- [GOAL OF THE EXERCISE]
Locate the line that contains "let (offset_text, base_text)" in the entries below, then repeat it and every following line through the line that contains "let immediate = if", exactly, and no others.
====== SUPPLIED ENTRIES
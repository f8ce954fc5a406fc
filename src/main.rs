#![warn(clippy::all, clippy::pedantic)]

use std::path::{Path, PathBuf};
use std::time::Duration;

use anyhow::{anyhow, Result};
use clap::Parser;
use dialoguer::{Input, Select};
use log::info;
use strum::IntoEnumIterator;
use strum_macros::{Display, EnumIter};

use mips_pipeline::common::{format_word, parse_word};
use mips_pipeline::config::{
    SimConfig, DEFAULT_LOG_SPEC, DEFAULT_MAX_CYCLES, DEFAULT_MEMORY_SIZE, DEFAULT_RUN_DELAY_MS,
};
use mips_pipeline::memory::memory_system::WORD_BYTES;
use mips_pipeline::system::system::System;

const MEMORY_PAGE_WORDS: usize = 16;

#[derive(Parser, Debug)]
#[command(version, about, long_about = None)]
struct DriverArgs {
    /// Program to load at startup
    program: Option<PathBuf>,
    #[arg(long, default_value_t = DEFAULT_MEMORY_SIZE, help = "Data memory size in bytes")]
    memory_size: usize,
    #[arg(long, default_value_t = DEFAULT_MAX_CYCLES, help = "Cycle limit for a single run")]
    max_cycles: usize,
    #[arg(long, short, default_value_t = DEFAULT_RUN_DELAY_MS, help = "Milliseconds between cycles when running")]
    speed: u64,
    #[arg(long, default_value = DEFAULT_LOG_SPEC, help = "Log specification, overridden by RUST_LOG")]
    log: String,
}

impl From<&DriverArgs> for SimConfig {
    fn from(value: &DriverArgs) -> Self {
        SimConfig {
            memory_size: value.memory_size,
            max_cycles: value.max_cycles,
            run_delay: Duration::from_millis(value.speed),
            log_spec: value.log.clone(),
        }
    }
}

#[derive(Debug, Clone, Copy, PartialEq, Eq, Display, EnumIter)]
enum MenuAction {
    #[strum(serialize = "Step one cycle")]
    Step,
    #[strum(serialize = "Run until halt (Ctrl-C stops)")]
    Run,
    #[strum(serialize = "Show pipeline")]
    ShowPipeline,
    #[strum(serialize = "Show registers")]
    ShowRegisters,
    #[strum(serialize = "Show memory")]
    ShowMemory,
    #[strum(serialize = "Show program")]
    ShowProgram,
    #[strum(serialize = "Edit register")]
    EditRegister,
    #[strum(serialize = "Edit memory word")]
    EditMemory,
    #[strum(serialize = "Load program")]
    Load,
    #[strum(serialize = "Save baseline")]
    Snapshot,
    #[strum(serialize = "Restore baseline")]
    Restore,
    #[strum(serialize = "Stop")]
    Stop,
    #[strum(serialize = "Reset")]
    Reset,
    Quit,
}

fn print_banner() {
    for word in ["MIPS", "Pipeline"] {
        let rendered = cfonts::render(cfonts::Options {
            text: String::from(word),
            font: cfonts::Fonts::FontBlock,
            colors: vec![cfonts::Colors::Yellow, cfonts::Colors::Blue],
            ..cfonts::Options::default()
        });
        print!("{}", rendered.text);
    }
}

fn load_file(system: &mut System, path: &Path) -> Result<()> {
    let path = path.canonicalize()?;
    info!("Loading program file {}", path.display());
    let source = std::fs::read_to_string(&path)?;
    system.load_source(&source);
    println!("Loaded {} lines from {}", system.program().len(), path.display());
    Ok(())
}

fn prompt_word(prompt: &str) -> Result<u32> {
    let text: String = Input::new().with_prompt(prompt).interact_text()?;
    parse_word(&text).ok_or_else(|| anyhow!("Invalid hex word: {text}"))
}

fn edit_register(system: &mut System) -> Result<()> {
    let num: usize = Input::new().with_prompt("Register number").interact_text()?;
    let data = prompt_word("Value (hex)")?;
    system.write_register(num, data);
    println!("${num:02}: {}", format_word(system.read_register(num)));
    Ok(())
}

fn edit_memory(system: &mut System) -> Result<()> {
    let address = prompt_word("Byte address (hex)")?;
    let data = prompt_word("Value (hex)")?;
    system.write_word(i64::from(address), data)?;
    Ok(())
}

fn show_memory(system: &System) -> Result<()> {
    let address = prompt_word("Start address (hex)")?;
    let start_word = usize::try_from(address)? / WORD_BYTES;
    for row in system.memory().rows(start_word, MEMORY_PAGE_WORDS) {
        println!("{row}");
    }
    Ok(())
}

async fn run(system: &mut System) {
    let handle = system.run_handle();
    let watcher = tokio::spawn(async move {
        if tokio::signal::ctrl_c().await.is_ok() {
            handle.stop();
        }
    });
    let delay = system.config().run_delay;
    let mode = system.run(delay).await;
    watcher.abort();
    println!("Run finished after {} cycles: {mode}", system.clock);
}

async fn handle_action(system: &mut System, action: MenuAction) -> Result<()> {
    match action {
        MenuAction::Step => match system.step_once() {
            Some(line) => println!("Cycle {}, last fetched line {line:04X}", system.clock),
            None => println!("Program halted"),
        },
        MenuAction::Run => run(system).await,
        MenuAction::ShowPipeline => println!("{system}"),
        MenuAction::ShowRegisters => {
            print!("{}", system.registers());
            println!("HI:  {}", format_word(system.hi()));
        }
        MenuAction::ShowMemory => show_memory(system)?,
        MenuAction::ShowProgram => {
            let current = system.current_line();
            for line in system.program().iter() {
                let marker = if Some(line.address) == current { ">" } else { " " };
                println!("{marker} {}: {}", line.address_label(), line.instruction);
            }
        }
        MenuAction::EditRegister => edit_register(system)?,
        MenuAction::EditMemory => edit_memory(system)?,
        MenuAction::Load => {
            let path: String = Input::new().with_prompt("Program path").interact_text()?;
            load_file(system, Path::new(&path))?;
        }
        MenuAction::Snapshot => system.snapshot(),
        MenuAction::Restore => system.restore(),
        MenuAction::Stop => system.stop(),
        MenuAction::Reset => system.reset(),
        MenuAction::Quit => {}
    }
    Ok(())
}

#[tokio::main(flavor = "current_thread")]
async fn main() -> Result<()> {
    let args = DriverArgs::parse();
    let _logger = flexi_logger::Logger::try_with_env_or_str(&args.log)?.start()?;

    let mut system = System::new(SimConfig::from(&args))?;
    print_banner();
    if let Some(path) = &args.program {
        load_file(&mut system, path)?;
    }

    let actions: Vec<MenuAction> = MenuAction::iter().collect();
    loop {
        let choice = Select::new()
            .with_prompt(format!("[{}] cycle {}", system.mode(), system.clock))
            .items(&actions)
            .default(0)
            .interact()?;
        let action = actions[choice];
        if action == MenuAction::Quit {
            break;
        }

        // a failed prompt or edit is reported without leaving the menu
        if let Err(e) = handle_action(&mut system, action).await {
            println!("Error: {e}");
        }
        for diagnostic in system.take_diagnostics() {
            println!("{diagnostic}");
        }
    }

    Ok(())
}
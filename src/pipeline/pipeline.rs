use crate::pipeline::instruction::InstructionRecord;

/// The four stage latches sitting between fetch/decode, decode/execute,
/// execute/memory and memory/write back. A latch with nothing in it holds
/// the no-operation sentinel
#[derive(Debug, Clone, Default, PartialEq, Eq)]
pub struct PipelineState {
    pub fetch: InstructionRecord,
    pub decode: InstructionRecord,
    pub execute: InstructionRecord,
    pub memory: InstructionRecord,
    // decode is holding the fetched instruction this cycle, fetch must not advance
    pub stalled: bool,
}

impl PipelineState {
    pub fn new() -> Self {
        PipelineState::default()
    }

    pub fn reset(&mut self) {
        *self = PipelineState::new();
    }

    /// True once every latch holds the sentinel
    pub fn is_empty(&self) -> bool {
        self.latches().iter().all(|rec| rec.is_nop())
    }

    /// Indicates whether general register `num` is the destination of an
    /// instruction that has not been written back yet
    pub fn is_pending(&self, num: usize) -> bool {
        self.execute.writes_register(num) || self.memory.writes_register(num)
    }

    /// Latches in pipeline order, fetch output first
    pub fn latches(&self) -> [&InstructionRecord; 4] {
        [&self.fetch, &self.decode, &self.execute, &self.memory]
    }
}
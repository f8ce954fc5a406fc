use log::{info, warn};

use crate::common::PipelineStage;
use crate::errors::SimError;
use crate::pipeline::instruction::{
    parse_literal, parse_register, sign_extend_16, to_signed, tokenize, truncate_immediate,
    InstructionRecord, Opcode, Operand,
};
use crate::system::system::System;

/// Operand layout of an instruction, chosen by its token count
#[derive(Debug, Clone, PartialEq, Eq)]
pub enum OperandShape {
    /// `OP rd, rs, rt`
    ThreeOperand {
        rd: Operand,
        rs: Operand,
        rt: Operand,
    },
    /// `OP rd, offset(base)`
    BaseOffset {
        rd: Operand,
        base: usize,
        offset: u32,
    },
    /// `OP rd, rs`
    TwoOperand {
        rd: Operand,
        rs: Operand,
        immediate: u32,
    },
    /// `OP operand`
    OneOperand { rd: Operand, immediate: u32 },
    Bare,
}

impl OperandShape {
    /// Registers that must hold their final value before the instruction can
    /// leave decode. Branches and stores read `rd` instead of writing it
    pub fn source_registers(&self, opcode: &Opcode) -> Vec<usize> {
        let reads_rd = !opcode.writes_register();
        match self {
            OperandShape::ThreeOperand { rd, rs, rt } => {
                let mut regs: Vec<usize> = [rs.register(), rt.register()]
                    .into_iter()
                    .flatten()
                    .collect();
                if reads_rd {
                    regs.extend(rd.register());
                }
                regs
            }
            OperandShape::BaseOffset { rd, base, .. } => {
                let mut regs = vec![*base];
                if reads_rd {
                    regs.extend(rd.register());
                }
                regs
            }
            OperandShape::TwoOperand { rs, .. } => rs.register().into_iter().collect(),
            OperandShape::OneOperand { .. } | OperandShape::Bare => Vec::new(),
        }
    }
}

#[derive(Debug, Clone, PartialEq, Eq)]
pub struct ParsedInstruction {
    pub opcode: Opcode,
    pub shape: OperandShape,
    /// Literals that had to be truncated
    pub warnings: Vec<SimError>,
}

// register token, or literal in `radix` with oversized hex tokens truncated
fn parse_operand(token: &str, radix: u32, warnings: &mut Vec<SimError>) -> Operand {
    if let Some(num) = parse_register(token) {
        return Operand::Register(num);
    }
    let val = match truncate_immediate(token) {
        Some(truncated) => {
            let val = parse_literal(&truncated, radix);
            warnings.push(SimError::ImmediateOverflow {
                original: token.to_string(),
                truncated,
            });
            val
        }
        None => parse_literal(token, radix),
    };
    Operand::Value(val.unwrap_or(0))
}

fn parse_base_offset(
    rd: Operand,
    operand: &str,
    warnings: &mut Vec<SimError>,
) -> Option<OperandShape> {
    let (offset_text, base_text) = operand.split_once('(')?;
    let offset = if offset_text.is_empty() {
        0
    } else {
        parse_operand(offset_text, 16, warnings).value()
    };
    // an unreadable base names no register and is rejected when read
    let base = base_text
        .replace([')', '$'], "")
        .parse()
        .unwrap_or(usize::MAX);

    Some(OperandShape::BaseOffset { rd, base, offset })
}

/// Splits an instruction's text into its opcode and operand layout. Nothing
/// is read from the register file here
pub fn parse_instruction(raw: &str) -> ParsedInstruction {
    let tokens = tokenize(raw);
    let opcode = tokens
        .first()
        .map_or(Opcode::Nop, |mnemonic| Opcode::parse(&mnemonic.to_uppercase()));
    let mut warnings = Vec::new();

    let shape = match tokens.as_slice() {
        [_, rd, rs, rt] => OperandShape::ThreeOperand {
            rd: parse_operand(rd, 10, &mut warnings),
            rs: parse_operand(rs, opcode.rs_radix(), &mut warnings),
            rt: parse_operand(rt, opcode.rt_radix(), &mut warnings),
        },
        [_, rd, operand] => {
            let rd = parse_operand(rd, 10, &mut warnings);
            match parse_base_offset(rd, operand, &mut warnings) {
                Some(shape) => shape,
                None => {
                    let rs = parse_operand(operand, opcode.rs_radix(), &mut warnings);
                    let immediate = if operand.starts_with('$') {
                        0
                    } else {
                        parse_literal(operand, 10).unwrap_or(0)
                    };
                    OperandShape::TwoOperand { rd, rs, immediate }
                }
            }
        }
        [_, operand] => {
            if operand.starts_with('$') {
                OperandShape::OneOperand {
                    rd: parse_operand(operand, 10, &mut warnings),
                    immediate: 0,
                }
            } else {
                OperandShape::OneOperand {
                    rd: Operand::Register(0),
                    immediate: parse_literal(operand, 10).unwrap_or(0),
                }
            }
        }
        _ => OperandShape::Bare,
    };

    ParsedInstruction {
        opcode,
        shape,
        warnings,
    }
}

impl System {
    fn resolve(&mut self, operand: Operand) -> Operand {
        match operand {
            Operand::Register(num) => {
                Operand::Value(self.register_value(PipelineStage::Decode, num))
            }
            val @ Operand::Value(_) => val,
        }
    }

    /// Decodes the fetch latch into the decode latch. When a source register
    /// is still waiting on an older instruction a bubble is issued instead and
    /// fetch is told to hold
    pub(crate) fn pipeline_decode(&mut self) {
        self.pipeline.stalled = false;
        if self.pipeline.fetch.is_nop() {
            self.pipeline.decode = std::mem::take(&mut self.pipeline.fetch);
            return;
        }

        let parsed = parse_instruction(&self.pipeline.fetch.raw);
        let pending: Vec<usize> = parsed
            .shape
            .source_registers(&parsed.opcode)
            .into_iter()
            .filter(|num| self.pipeline.is_pending(*num))
            .collect();
        if !pending.is_empty() {
            info!(
                "Pipeline::Decode: Stalling {}, waiting on registers {pending:?}",
                self.pipeline.fetch
            );
            self.pipeline.stalled = true;
            self.pipeline.decode = InstructionRecord::nop();
            return;
        }

        for warning in parsed.warnings {
            self.report(PipelineStage::Decode, warning);
        }

        let mut instr = std::mem::take(&mut self.pipeline.fetch);
        let reads_rd = !parsed.opcode.writes_register();
        instr.opcode = parsed.opcode;
        match parsed.shape {
            OperandShape::ThreeOperand { rd, rs, rt } => {
                if reads_rd {
                    instr.branch_comparand = Some(self.resolve(rd).value());
                }
                instr.rd = rd;
                instr.rs = self.resolve(rs);
                instr.rt = self.resolve(rt);
            }
            OperandShape::BaseOffset { rd, base, offset } => {
                let base_val = self.register_value(PipelineStage::Decode, base);
                let address =
                    i64::from(base_val) + i64::from(to_signed(sign_extend_16(offset)));
                instr.memory_address = Some(address);
                if reads_rd {
                    instr.memory_value = Some(self.resolve(rd).value());
                }
                instr.rd = rd;
                instr.rs = Operand::Value(base_val);
                instr.rt = Operand::Value(offset);
            }
            OperandShape::TwoOperand { rd, rs, immediate } => {
                instr.rd = rd;
                instr.rs = self.resolve(rs);
                instr.immediate = immediate;
            }
            OperandShape::OneOperand { rd, immediate } => {
                instr.rd = rd;
                instr.immediate = immediate;
            }
            OperandShape::Bare => {
                if let Opcode::Unknown(name) = &instr.opcode {
                    warn!("Pipeline::Decode: Unrecognized instruction {name} has no operands");
                }
            }
        }
        info!("Pipeline::Decode: Decoded {instr}");

        self.pipeline.decode = instr;
    }
}
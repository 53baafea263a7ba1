// SPDX-FileCopyrightText: Copyright (c) 2024-2025 The serval Authors. All rights reserved.
// SPDX-License-Identifier: Apache-2.0

//! Tensor metadata and payload containers exchanged between the transport
//! layer, the pipeline executor and the inference backend. The core never
//! performs arithmetic on tensor contents; payloads are opaque byte buffers.

use std::collections::HashMap;

use bytes::Bytes;
use serde::{Deserialize, Serialize};

#[derive(Debug, Clone, Copy, PartialEq, Eq, Hash, Serialize, Deserialize)]
#[serde(rename_all = "UPPERCASE")]
pub enum DataType {
    Fp32,
    Fp16,
    I64,
    I32,
    I16,
    I8,
    U8,
}

impl DataType {
    pub fn size_bytes(&self) -> usize {
        match self {
            DataType::Fp32 | DataType::I32 => 4,
            DataType::Fp16 | DataType::I16 => 2,
            DataType::I64 => 8,
            DataType::I8 | DataType::U8 => 1,
        }
    }
}

/// Declared metadata of one named tensor: element type and dimensions.
/// The first dimension is the batch dimension.
#[derive(Debug, Clone, PartialEq, Eq, Serialize, Deserialize)]
pub struct TensorInfo {
    pub datatype: DataType,
    pub shape: Vec<i64>,
}

impl TensorInfo {
    pub fn new(datatype: DataType, shape: Vec<i64>) -> TensorInfo {
        TensorInfo { datatype, shape }
    }

    pub fn element_count(&self) -> usize {
        self.shape.iter().map(|d| (*d).max(0) as usize).product()
    }

    pub fn batch_size(&self) -> Option<i64> {
        self.shape.first().copied()
    }
}

/// One tensor payload in flight through a request.
#[derive(Debug, Clone, PartialEq)]
pub struct Tensor {
    pub datatype: DataType,
    pub shape: Vec<i64>,
    pub data: Bytes,
}

impl Tensor {
    pub fn new(datatype: DataType, shape: Vec<i64>, data: Bytes) -> Tensor {
        Tensor {
            datatype,
            shape,
            data,
        }
    }

    /// A zero-filled tensor matching `info`. Used by mock backends and tests.
    pub fn zeros(info: &TensorInfo) -> Tensor {
        let len = info.element_count() * info.datatype.size_bytes();
        Tensor {
            datatype: info.datatype,
            shape: info.shape.clone(),
            data: Bytes::from(vec![0u8; len]),
        }
    }

    pub fn info(&self) -> TensorInfo {
        TensorInfo {
            datatype: self.datatype,
            shape: self.shape.clone(),
        }
    }

    /// True when this payload is shaped exactly as declared.
    pub fn matches(&self, info: &TensorInfo) -> bool {
        self.datatype == info.datatype && self.shape == info.shape
    }
}

/// Declared IO of a loaded network: name -> (datatype, shape).
pub type TensorInfoMap = HashMap<String, TensorInfo>;

/// Tensor payloads keyed by name.
pub type TensorMap = HashMap<String, Tensor>;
============
- [EXERCISE RESULT]
    let (offset_text, base_text) = operand.split_once('(')?;
    let offset = if offset_text.is_empty() {
        0
    } else {
        parse_operand(offset_text, 16, warnings).value()
    };
    // an unreadable base names no register and is rejected when read
    let base = base_text
        .replace([')', '$'], "")
        .parse()
        .unwrap_or(usize::MAX);

    Some(OperandShape::BaseOffset { rd, base, offset })
}

/// Splits an instruction's text into its opcode and operand layout. Nothing
/// is read from the register file here
pub fn parse_instruction(raw: &str) -> ParsedInstruction {
    let tokens = tokenize(raw);
    let opcode = tokens
        .first()
        .map_or(Opcode::Nop, |mnemonic| Opcode::parse(&mnemonic.to_uppercase()));
    let mut warnings = Vec::new();

    let shape = match tokens.as_slice() {
        [_, rd, rs, rt] => OperandShape::ThreeOperand {
            rd: parse_operand(rd, 10, &mut warnings),
            rs: parse_operand(rs, opcode.rs_radix(), &mut warnings),
            rt: parse_operand(rt, opcode.rt_radix(), &mut warnings),
        },
        [_, rd, operand] => {
            let rd = parse_operand(rd, 10, &mut warnings);
            match parse_base_offset(rd, operand, &mut warnings) {
                Some(shape) => shape,
                None => {
                    let rs = parse_operand(operand, opcode.rs_radix(), &mut warnings);
                    let immediate = if operand.starts_with('$') {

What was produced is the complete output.